Slow Dancing in the Big City | |
Type: | Soundtrack |
Artist: | Bill Conti |
Released: | 1978 |
Genre: | Film score |
Length: | 30:44 |
Label: | United Artists |
The soundtrack by Bill Conti was released on vinyl in 1978. It was re-released by Varèse Sarabande on August 31, 2005, in a limited edition CD it shared with the Conti score for F.I.S.T. Additionally the song "I Feel the Earth Move", written and sung by Carole King, was used in the film though did not appear on the soundtrack. American figure skater Karen Chen also used "The Ovation" as her music for her 2017-18 and 2019-20 season free program.
A novelization of the film was released in the US by Warner Books and in the UK by Coronet Books, written by scriptwriter Barra Grant.
For a long time, the film was never officially released on home video in any format since the end of its theatrical run. According to Avildsen, this was due to licensing issues with the music. It is finally set to be released on Blu-ray on September 11, 2021 from Scorpion Releasing in a new 4k restoration featuring interviews with Paul Sorvino, composer Bill Conti and actor Nicolas Coster.
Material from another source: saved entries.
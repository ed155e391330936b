//! Member and subscription administration.
//!
//! Flow Overview:
//! 1) Stage B admits `/members` routes with a grant on `members` and the
//!    nested `/members/:id/subscriptions` routes with a grant on
//!    `subscriptions`.
//! 2) An `Own` grant narrows reads and writes to records the caller created;
//!    records whose creator was deleted need a `Full` grant.
//! 3) Subscription routes answer 404 for an unknown member before anything
//!    else; a member is always created together with its first subscription.

use axum::{
    extract::{Extension, Path},
    http::StatusCode,
    response::{IntoResponse, Response},
    Json,
};
use chrono::{NaiveDate, Utc};
use serde::Deserialize;
use std::sync::Arc;
use tracing::info;
use utoipa::ToSchema;

use super::{internal_error, normalize_email, reject, require_full, respond, valid_email};
use crate::{
    api::AppState,
    auth::{AccessLevel, AuthError, Authorized},
    store::{EnrolledMember, Member, MemberProfile, Plan, Subscription, SubscriptionTerms},
};

const MEMBERS: &str = "members";
const SUBSCRIPTIONS: &str = "subscriptions";

#[derive(Debug, Deserialize, ToSchema)]
#[serde(deny_unknown_fields)]
pub struct SubscriptionRequest {
    pub plan: Plan,
    pub starts_on: NaiveDate,
    pub active: bool,
    pub price_cents: i64,
}

#[derive(Debug, Default, Deserialize, ToSchema)]
#[serde(deny_unknown_fields)]
pub struct UpdateSubscriptionRequest {
    pub plan: Option<Plan>,
    pub starts_on: Option<NaiveDate>,
    pub active: Option<bool>,
    pub price_cents: Option<i64>,
}

#[derive(Debug, Deserialize, ToSchema)]
#[serde(deny_unknown_fields)]
pub struct CreateMemberRequest {
    pub name: String,
    pub surname: String,
    pub gender: String,
    pub date_of_birth: NaiveDate,
    pub phone: String,
    pub email: Option<String>,
    pub country: String,
    pub city: String,
    pub street: String,
    /// First subscription, required on enrollment.
    pub subscription: SubscriptionRequest,
}

/// Partial update; an empty `email` clears it.
#[derive(Debug, Default, Deserialize, ToSchema)]
#[serde(deny_unknown_fields)]
pub struct UpdateMemberRequest {
    pub name: Option<String>,
    pub surname: Option<String>,
    pub gender: Option<String>,
    pub date_of_birth: Option<NaiveDate>,
    pub phone: Option<String>,
    pub email: Option<String>,
    pub country: Option<String>,
    pub city: Option<String>,
    pub street: Option<String>,
}

fn denied(authorized: &Authorized, resource: &str) -> Response {
    AuthError::PermissionDenied {
        resource: resource.to_string(),
        action: authorized.grant.action,
    }
    .into_response()
}

/// Whether the grant reaches a record created by `created_by`.
fn reachable(
    authorized: &Authorized,
    resource: &str,
    created_by: Option<i64>,
) -> Result<(), Response> {
    match created_by {
        Some(owner) if authorized.covers(owner) => Ok(()),
        Some(_) => Err(denied(authorized, resource)),
        None => require_full(authorized, resource),
    }
}

/// `created_by` filter applied to listings.
fn owner_filter(authorized: &Authorized) -> Option<i64> {
    (authorized.grant.level == AccessLevel::Own).then(|| authorized.principal().id)
}

fn member_not_found(id: i64) -> Response {
    reject(StatusCode::NOT_FOUND, format!("member {id} not found"))
}

fn subscription_not_found(id: i64) -> Response {
    reject(StatusCode::NOT_FOUND, format!("subscription {id} not found"))
}

fn clean_email(email: Option<String>) -> Option<String> {
    email
        .map(|email| normalize_email(&email))
        .filter(|email| !email.is_empty())
}

fn trimmed_profile(mut profile: MemberProfile) -> MemberProfile {
    for field in [
        &mut profile.name,
        &mut profile.surname,
        &mut profile.gender,
        &mut profile.phone,
        &mut profile.country,
        &mut profile.city,
        &mut profile.street,
    ] {
        *field = field.trim().to_string();
    }
    profile.email = clean_email(profile.email);
    profile
}

fn validate_profile(profile: &MemberProfile, today: NaiveDate) -> Result<(), &'static str> {
    let required = [
        &profile.name,
        &profile.surname,
        &profile.gender,
        &profile.phone,
        &profile.country,
        &profile.city,
        &profile.street,
    ];
    if required.iter().any(|field| field.is_empty()) {
        return Err("name, surname, gender, phone, country, city and street are required");
    }
    if profile.email.as_deref().is_some_and(|email| !valid_email(email)) {
        return Err("email is not valid");
    }
    if profile.date_of_birth > today {
        return Err("date_of_birth cannot be in the future");
    }
    Ok(())
}

/// Terms with the end date derived from the plan.
fn subscription_terms(
    plan: Plan,
    starts_on: NaiveDate,
    active: bool,
    price_cents: i64,
) -> Result<SubscriptionTerms, &'static str> {
    if price_cents <= 0 {
        return Err("price_cents must be greater than zero");
    }
    let ends_on = plan
        .ends_on(starts_on)
        .ok_or("subscription ends beyond the supported calendar")?;
    Ok(SubscriptionTerms {
        plan,
        starts_on,
        ends_on,
        active,
        price_cents,
    })
}

fn today() -> NaiveDate {
    Utc::now().date_naive()
}

async fn existing_member(state: &AppState, id: i64) -> Result<Member, Response> {
    match state.members.member(id).await {
        Ok(Some(member)) => Ok(member),
        Ok(None) => Err(member_not_found(id)),
        Err(err) => Err(internal_error("Failed to fetch member", err)),
    }
}

/// Member as seen by the caller under its `members` grant.
async fn reachable_member(
    state: &AppState,
    authorized: &Authorized,
    id: i64,
) -> Result<Member, Response> {
    let member = existing_member(state, id).await?;
    reachable(authorized, MEMBERS, member.created_by)?;
    Ok(member)
}

/// Subscription as seen by the caller under its `subscriptions` grant.
async fn reachable_subscription(
    state: &AppState,
    authorized: &Authorized,
    member_id: i64,
    id: i64,
) -> Result<Subscription, Response> {
    existing_member(state, member_id).await?;
    let subscription = match state.members.subscription(member_id, id).await {
        Ok(Some(subscription)) => subscription,
        Ok(None) => return Err(subscription_not_found(id)),
        Err(err) => return Err(internal_error("Failed to fetch subscription", err)),
    };
    reachable(authorized, SUBSCRIPTIONS, subscription.created_by)?;
    Ok(subscription)
}

#[utoipa::path(
    get,
    path = "/api/v1/protected/members",
    responses(
        (status = 200, description = "Members visible to the caller", body = [Member]),
        (status = 401, description = "Not logged in"),
        (status = 403, description = "Forbidden"),
    ),
    tag = "members"
)]
pub async fn list_members(
    authorized: Authorized,
    Extension(state): Extension<Arc<AppState>>,
) -> Response {
    match state.members.list_members(owner_filter(&authorized)).await {
        Ok(members) => respond(StatusCode::OK, "Members", members),
        Err(err) => internal_error("Failed to list members", err),
    }
}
Slow Dancing in the Big City featured Anne Ditchburn's first foray into film, leading her to leave the National Ballet of Canada in pursuit of a film career, in addition to a generally low morale. The film's release also marked a bloom in Sorvino's film career, as it was coupled with his appearances in The Brinks Job and Bloodbrothers that same year. He considered Slow Dancing to be his "best shot" of the three after a string a negative reviews. In addition, this was one of the first appearances of Golden Globe nominated actress Danielle Brisebois. The film also featured the debut of director and scriptwriter Barra Grant.
This was the first is a stream of financially unsuccessful films for John Avildsen following the massive success of Rocky, followed by The Formula, Neighbors, and A Night in Heaven, though the director himself does not list it among those films as his failures.
Bill Conti's track "The Ovation" on the film's soundtrack is frequently used by Conti during his composition of the music for the Academy Awards, used to back the footage that honors actors and actresses who had died during the year prior.